START Listed entries

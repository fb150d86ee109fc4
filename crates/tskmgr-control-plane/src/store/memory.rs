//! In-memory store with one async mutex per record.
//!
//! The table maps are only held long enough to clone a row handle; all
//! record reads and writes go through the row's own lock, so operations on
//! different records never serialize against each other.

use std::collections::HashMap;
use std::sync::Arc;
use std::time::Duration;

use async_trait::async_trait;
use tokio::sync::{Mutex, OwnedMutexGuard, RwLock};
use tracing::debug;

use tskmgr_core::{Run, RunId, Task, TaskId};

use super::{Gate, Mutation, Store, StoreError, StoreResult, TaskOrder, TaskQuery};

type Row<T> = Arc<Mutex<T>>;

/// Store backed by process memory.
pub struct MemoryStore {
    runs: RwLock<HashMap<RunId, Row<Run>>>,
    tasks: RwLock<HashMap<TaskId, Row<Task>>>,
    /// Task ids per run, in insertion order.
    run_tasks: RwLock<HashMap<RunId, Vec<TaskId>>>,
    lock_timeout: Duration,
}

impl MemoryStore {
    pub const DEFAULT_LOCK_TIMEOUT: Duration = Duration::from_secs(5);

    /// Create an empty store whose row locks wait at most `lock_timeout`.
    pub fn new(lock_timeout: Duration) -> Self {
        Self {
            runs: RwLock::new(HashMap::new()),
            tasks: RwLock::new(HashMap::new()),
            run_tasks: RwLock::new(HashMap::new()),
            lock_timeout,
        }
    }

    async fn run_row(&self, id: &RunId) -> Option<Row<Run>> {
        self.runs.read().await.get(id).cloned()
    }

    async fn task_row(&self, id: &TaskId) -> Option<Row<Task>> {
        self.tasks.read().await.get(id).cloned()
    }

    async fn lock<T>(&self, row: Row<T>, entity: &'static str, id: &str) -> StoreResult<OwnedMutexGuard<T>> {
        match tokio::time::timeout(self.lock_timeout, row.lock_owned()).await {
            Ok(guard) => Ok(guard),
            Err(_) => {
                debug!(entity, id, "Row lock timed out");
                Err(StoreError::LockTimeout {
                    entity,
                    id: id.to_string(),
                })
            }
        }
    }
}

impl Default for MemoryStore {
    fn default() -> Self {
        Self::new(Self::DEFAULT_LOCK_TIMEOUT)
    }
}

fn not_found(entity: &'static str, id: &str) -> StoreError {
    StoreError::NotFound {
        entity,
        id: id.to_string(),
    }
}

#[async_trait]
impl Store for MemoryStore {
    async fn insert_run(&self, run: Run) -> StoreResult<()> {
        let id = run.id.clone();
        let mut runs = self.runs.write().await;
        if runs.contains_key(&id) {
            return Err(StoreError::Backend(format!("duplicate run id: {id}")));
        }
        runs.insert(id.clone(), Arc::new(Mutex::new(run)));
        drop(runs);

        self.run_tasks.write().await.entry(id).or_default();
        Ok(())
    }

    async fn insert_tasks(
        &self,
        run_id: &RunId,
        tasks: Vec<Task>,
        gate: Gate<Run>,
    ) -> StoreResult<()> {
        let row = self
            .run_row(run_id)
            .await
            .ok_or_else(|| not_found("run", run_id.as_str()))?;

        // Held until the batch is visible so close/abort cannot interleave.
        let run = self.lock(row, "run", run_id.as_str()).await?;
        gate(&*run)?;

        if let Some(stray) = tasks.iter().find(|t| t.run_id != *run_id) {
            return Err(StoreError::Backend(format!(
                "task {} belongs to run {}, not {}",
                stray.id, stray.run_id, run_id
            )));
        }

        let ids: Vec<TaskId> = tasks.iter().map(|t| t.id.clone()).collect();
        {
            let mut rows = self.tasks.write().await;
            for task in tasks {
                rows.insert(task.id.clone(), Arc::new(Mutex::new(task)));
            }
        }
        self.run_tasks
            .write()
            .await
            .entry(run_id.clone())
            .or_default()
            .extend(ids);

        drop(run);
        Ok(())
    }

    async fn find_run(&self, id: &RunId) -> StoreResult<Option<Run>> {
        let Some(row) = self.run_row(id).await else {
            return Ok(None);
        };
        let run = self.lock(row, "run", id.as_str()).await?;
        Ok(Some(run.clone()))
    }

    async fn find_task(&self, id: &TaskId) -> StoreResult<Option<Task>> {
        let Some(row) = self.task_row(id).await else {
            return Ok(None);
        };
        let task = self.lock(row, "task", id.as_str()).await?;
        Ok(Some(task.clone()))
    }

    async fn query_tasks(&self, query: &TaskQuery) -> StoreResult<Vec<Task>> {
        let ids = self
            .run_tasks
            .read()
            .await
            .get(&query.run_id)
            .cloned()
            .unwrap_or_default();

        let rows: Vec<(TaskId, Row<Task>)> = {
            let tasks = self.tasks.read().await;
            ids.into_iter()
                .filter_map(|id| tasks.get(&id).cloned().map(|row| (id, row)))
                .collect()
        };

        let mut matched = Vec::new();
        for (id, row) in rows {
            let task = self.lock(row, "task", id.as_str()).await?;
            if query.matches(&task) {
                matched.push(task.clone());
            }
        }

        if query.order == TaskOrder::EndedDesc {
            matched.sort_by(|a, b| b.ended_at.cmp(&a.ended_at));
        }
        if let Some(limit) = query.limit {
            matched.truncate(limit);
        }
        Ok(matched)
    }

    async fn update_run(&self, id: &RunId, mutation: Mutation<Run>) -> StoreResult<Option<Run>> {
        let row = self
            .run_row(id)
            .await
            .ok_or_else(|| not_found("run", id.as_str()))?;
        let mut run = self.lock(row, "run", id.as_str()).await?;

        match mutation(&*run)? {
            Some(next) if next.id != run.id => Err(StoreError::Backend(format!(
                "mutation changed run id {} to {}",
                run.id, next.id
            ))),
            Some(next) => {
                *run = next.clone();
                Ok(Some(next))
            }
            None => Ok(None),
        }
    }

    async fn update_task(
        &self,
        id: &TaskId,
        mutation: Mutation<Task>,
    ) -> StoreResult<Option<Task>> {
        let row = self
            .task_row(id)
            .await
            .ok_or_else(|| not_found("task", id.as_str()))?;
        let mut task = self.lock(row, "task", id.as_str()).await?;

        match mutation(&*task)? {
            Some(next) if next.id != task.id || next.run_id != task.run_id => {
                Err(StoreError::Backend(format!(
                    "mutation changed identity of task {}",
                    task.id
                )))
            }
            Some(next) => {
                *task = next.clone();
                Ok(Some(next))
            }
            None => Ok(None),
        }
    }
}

END Listed entries

Wherever a line of the entries holds the string "Backend", copy that line.

            return Err(StoreError::Backend(format!("duplicate run id: {id}")));
            return Err(StoreError::Backend(format!(
            Some(next) if next.id != run.id => Err(StoreError::Backend(format!(
                Err(StoreError::Backend(format!(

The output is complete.